CHRIS TAYLOR: Picture two industries. One is increasingly associated in the consumer’s mind with dirt and disease. Not only is much of its product pumped full of antibiotics and covered in fecal matter, not only does it come with an elevated risk of cardiovascular disease and cancer, but now its workers are testing positive for coronavirus in droves, and its supply chain is in pain.

The other industry makes a product that many consumers find just as tasty as the first industry’s product, but without the health risks. Even in the midst of a global pandemic, this industry is having no trouble sourcing its ingredients or forcing people to work. Its sales growth is eye-popping. Its stock is soaring. Its investors can’t open lines of credit fast enough. Which one do you think is going to thrive in a post-COVID-19 world?

The first industry, of course, is traditional meat production… Luckily, the second industry’s product is more widely available than ever, its supply chain having expanded at just the right time. To companies that are clearly doing well out of the pandemic, like Zoom and Amazon, you can add the two new leading lights of plant-based meat: Beyond Meat and Impossible Foods…

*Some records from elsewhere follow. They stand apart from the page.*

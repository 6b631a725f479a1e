//! Similarity primitives.
//!
//! `fuzzy_similarity` and `relevance_rank` are the in-process implementations.
//! A datastore may offer native equivalents (see `migrations/` for the Postgres
//! functions); whether it does is negotiated once through [`Capabilities`] and
//! the engine falls back to the functions here whenever the native path is
//! absent or fails.

use std::collections::BTreeSet;

use serde::Serialize;

use crate::keywords::tokens;

/// Score for an exact (case-insensitive) match.
pub const EXACT_MATCH: f64 = 1.0;
/// Score when one string contains the other.
pub const CONTAINMENT_MATCH: f64 = 0.8;

/// Bounded [0, 1] closeness of two strings.
///
/// 1.0 for a case-insensitive exact match, 0.8 if either contains the other,
/// otherwise the share of distinct tokens in common relative to the larger
/// token set. Blank input scores 0.0.
pub fn fuzzy_similarity(a: &str, b: &str) -> f64 {
    let a = a.trim().to_lowercase();
    let b = b.trim().to_lowercase();
    if a.is_empty() || b.is_empty() {
        return 0.0;
    }
    if a == b {
        return EXACT_MATCH;
    }
    if a.contains(&b) || b.contains(&a) {
        return CONTAINMENT_MATCH;
    }

    let ta: BTreeSet<&str> = tokens(&a).collect();
    let tb: BTreeSet<&str> = tokens(&b).collect();
    let larger = ta.len().max(tb.len());
    if larger == 0 {
        return 0.0;
    }
    ta.intersection(&tb).count() as f64 / larger as f64
}

/// Unbounded relevance of `document` for the terms of `query`.
///
/// Sum of case-insensitive occurrences of each distinct query term in the
/// document, divided by the document's token count. Query terms may be
/// separated by whitespace, punctuation or `|`.
pub fn relevance_rank(document: &str, query: &str) -> f64 {
    let document = document.to_lowercase();
    let doc_len = tokens(&document).count();
    if doc_len == 0 {
        return 0.0;
    }

    let query = query.to_lowercase();
    let terms: BTreeSet<&str> = tokens(&query).collect();
    let hits: usize = terms.iter().map(|t| document.matches(t).count()).sum();
    hits as f64 / doc_len as f64
}

/// Native scoring capabilities advertised by a datastore.
#[derive(Debug, Clone, Copy, Default, PartialEq, Eq, Serialize)]
pub struct Capabilities {
    pub native_fuzzy: bool,
    pub native_rank: bool,
}

impl Capabilities {
    pub fn in_process() -> Self {
        Self::default()
    }

    pub fn native() -> Self {
        Self {
            native_fuzzy: true,
            native_rank: true,
        }
    }
}

/// Where a set of primitive scores was computed.
#[derive(Debug, Clone, Copy, PartialEq, Eq, Serialize)]
#[serde(rename_all = "snake_case")]
pub enum PrimitiveSource {
    Datastore,
    InProcess,
}

#[cfg(test)]
mod tests {
    use super::*;

    #[test]
    fn test_fuzzy_exact_and_case() {
        assert_eq!(fuzzy_similarity("Invoice", "invoice"), 1.0);
        assert_eq!(fuzzy_similarity("  Invoice ", "INVOICE"), 1.0);
    }

    #[test]
    fn test_fuzzy_containment() {
        assert_eq!(fuzzy_similarity("Invoice Template", "invoice"), 0.8);
        assert_eq!(fuzzy_similarity("bill", "invoice,bill"), 0.8);
    }

    #[test]
    fn test_fuzzy_token_overlap() {
        // {design, drawing, final} vs {drawing, final, review, v2}
        let s = fuzzy_similarity("design drawing final", "final-drawing review v2");
        assert!((s - 0.5).abs() < 1e-9);
    }

    #[test]
    fn test_fuzzy_disjoint_and_empty() {
        assert_eq!(fuzzy_similarity("Contract", "invoice"), 0.0);
        assert_eq!(fuzzy_similarity("", "invoice"), 0.0);
        assert_eq!(fuzzy_similarity("invoice", "   "), 0.0);
    }

    #[test]
    fn test_fuzzy_is_bounded() {
        for (a, b) in [("a b c", "c b a"), ("x", "y"), ("a a a", "a")] {
            let s = fuzzy_similarity(a, b);
            assert!((0.0..=1.0).contains(&s), "{a} / {b} -> {s}");
        }
    }

    #[test]
    fn test_relevance_counts_terms() {
        let r = relevance_rank("Contract Review Contract", "contract");
        assert!((r - 2.0 / 3.0).abs() < 1e-9);
        let r2 = relevance_rank("Contract Review Contract", "contract | review");
        assert!((r2 - 1.0).abs() < 1e-9);
    }

    #[test]
    fn test_relevance_is_monotonic_in_term_frequency() {
        let once = relevance_rank("invoice alpha beta gamma", "invoice");
        let twice = relevance_rank("invoice alpha invoice gamma", "invoice");
        assert!(twice > once);
    }

    #[test]
    fn test_relevance_empty_inputs() {
        assert_eq!(relevance_rank("", "invoice"), 0.0);
        assert_eq!(relevance_rank("invoice", ""), 0.0);
        assert_eq!(relevance_rank("invoice", " | "), 0.0);
    }
}
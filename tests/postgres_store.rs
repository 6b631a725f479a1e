//! Integration tests for the Postgres template store
//!
//! These tests verify that:
//! 1. The migration installs the native scoring functions and the probe sees them
//! 2. Native scoring agrees with the in-process primitives
//! 3. Concurrent promotions never leave two latest rows in a lineage
//!
//! Requires: DATABASE_URL environment variable and `database` feature

#![cfg(feature = "database")]

use std::sync::Arc;

use sqlx::PgPool;
use uuid::Uuid;

use attachment_templates::scoring::FieldSimilarities;
use attachment_templates::{
    fuzzy_similarity, relevance_rank, MatchingConfig, MatchingEngine, PgTemplateStore,
    TemplateDraft, TemplateFilter, TemplateStore, VersionManager, VersionMode,
};

async fn get_test_store() -> Arc<PgTemplateStore> {
    let database_url =
        std::env::var("DATABASE_URL").expect("DATABASE_URL must be set for integration tests");
    let pool = PgPool::connect(&database_url)
        .await
        .expect("Failed to connect to test database");
    let store = PgTemplateStore::new(pool);
    store.run_migrations().await.expect("Failed to migrate");
    Arc::new(store)
}

/// Lineage names unique to one test run.
fn unique(name: &str) -> String {
    format!("{} {}", name, &Uuid::new_v4().simple().to_string()[..8])
}

#[tokio::test]
async fn test_capabilities_detected_after_migration() {
    let store = get_test_store().await;
    let caps = store.capabilities().await;
    assert!(caps.native_fuzzy);
    assert!(caps.native_rank);
}

#[tokio::test]
async fn test_sql_functions_match_in_process_primitives() {
    let store = get_test_store().await;
    let pairs = [
        ("Invoice Template", "invoice"),
        ("Contract", "invoice"),
        ("alpha beta", "alpha gamma"),
        ("Supply Contract Archive", "supply agreement"),
        ("", "x"),
        ("Invoice", "INVOICE"),
    ];
    for (a, b) in pairs {
        let native: f64 = sqlx::query_scalar(r#"SELECT "attachment".fuzzy_similarity($1, $2)"#)
            .bind(a)
            .bind(b)
            .fetch_one(store.pool())
            .await
            .unwrap();
        assert!((native - fuzzy_similarity(a, b)).abs() < 1e-9, "{:?} vs {:?}", a, b);
    }

    for (doc, query) in [
        ("Invoice Template", "invoice"),
        ("Tax Invoice Register", "contract | invoice"),
        ("Site Photos", "invoice"),
    ] {
        let native: f64 = sqlx::query_scalar(r#"SELECT "attachment".relevance_rank($1, $2)"#)
            .bind(doc)
            .bind(query)
            .fetch_one(store.pool())
            .await
            .unwrap();
        assert!((native - relevance_rank(doc, query)).abs() < 1e-9, "{:?}", doc);
    }
}

#[tokio::test]
async fn test_field_similarities_match_in_process_rows() {
    let store = get_test_store().await;
    let name = unique("Invoice Template");
    let template = store
        .insert_version(
            TemplateDraft::new(&name).semantic_model("invoice,bill"),
            VersionMode::NewLineage,
        )
        .await
        .unwrap();

    let rows = store
        .field_similarities("invoice", TemplateFilter::latest())
        .await
        .unwrap();
    let row = rows
        .into_iter()
        .find(|r| r.template.id == template.id)
        .expect("inserted template is scored");
    let expected = FieldSimilarities::compute(template, "invoice");
    assert!((row.name - expected.name).abs() < 1e-9);
    assert_eq!(row.semantic_model.is_some(), expected.semantic_model.is_some());
    assert_eq!(row.name_pattern, None);
}

#[tokio::test]
async fn test_engine_uses_native_path() {
    let store = get_test_store().await;
    let name = unique("Quarterly Budget");
    store
        .insert_version(
            TemplateDraft::new(&name).semantic_model("budget,finance"),
            VersionMode::NewLineage,
        )
        .await
        .unwrap();

    let engine = MatchingEngine::new(store, MatchingConfig::default())
        .await
        .unwrap();
    assert!(engine.capabilities().native_fuzzy);
    let ranked = engine
        .intelligent_recommendations(&name, 0.3, 50, true)
        .await
        .unwrap();
    assert!(ranked.iter().any(|c| c.template.name == name));
}

#[tokio::test]
async fn test_concurrent_promotions_on_one_lineage() {
    let store = get_test_store().await;
    let name = unique("Contracts");
    let manager = Arc::new(VersionManager::new(store.clone(), &MatchingConfig::default()));
    let first = manager
        .create_lineage(TemplateDraft::new(&name))
        .await
        .unwrap();
    let mut ids = vec![first.id];
    for _ in 0..4 {
        ids.push(
            manager
                .create_next_version(first.id, Default::default())
                .await
                .unwrap()
                .id,
        );
    }

    let handles: Vec<_> = (0..20)
        .map(|i| {
            let manager = manager.clone();
            let target = ids[i % ids.len()];
            tokio::spawn(async move { manager.set_as_latest(target).await })
        })
        .collect();
    for handle in handles {
        handle.await.unwrap().unwrap();
    }

    let versions = manager.get_all_versions(&name).await.unwrap();
    assert_eq!(versions.len(), 5);
    assert_eq!(versions.iter().filter(|t| t.is_latest).count(), 1);
}

#[tokio::test]
async fn test_duplicate_lineage_is_conflict() {
    let store = get_test_store().await;
    let name = unique("Deeds");
    store
        .insert_version(TemplateDraft::new(&name), VersionMode::NewLineage)
        .await
        .unwrap();
    let err = store
        .insert_version(TemplateDraft::new(&name), VersionMode::NewLineage)
        .await
        .unwrap_err();
    assert!(matches!(err, attachment_templates::StoreError::Conflict(_)));
}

“This is the industry’s moment,” Beyond founder Ethan Brown told Yahoo News, while being careful to express all the usual regrets about the pandemic. Until recently, Beyond had one pandemic-ready advantage over rival Impossible: It was more widely available in supermarkets (around 25,000 of them), whereas Impossible burgers tend to be better known in restaurants (around 17,000 of them, including 1,700 Burger Kings). But Impossible Foods has been ramping up its grocery availability just in time.

Late last year, $10 bricks of Impossible beef were only available in a handful of chains in Southern California. In April, as the coronavirus crisis descended, Impossible — which is still a private company — announced a tentative rollout in 777 more grocery stores. On Tuesday, it added all 1,700 Kroger stores across the U.S. Impossible sales hit a new high in April, the company says…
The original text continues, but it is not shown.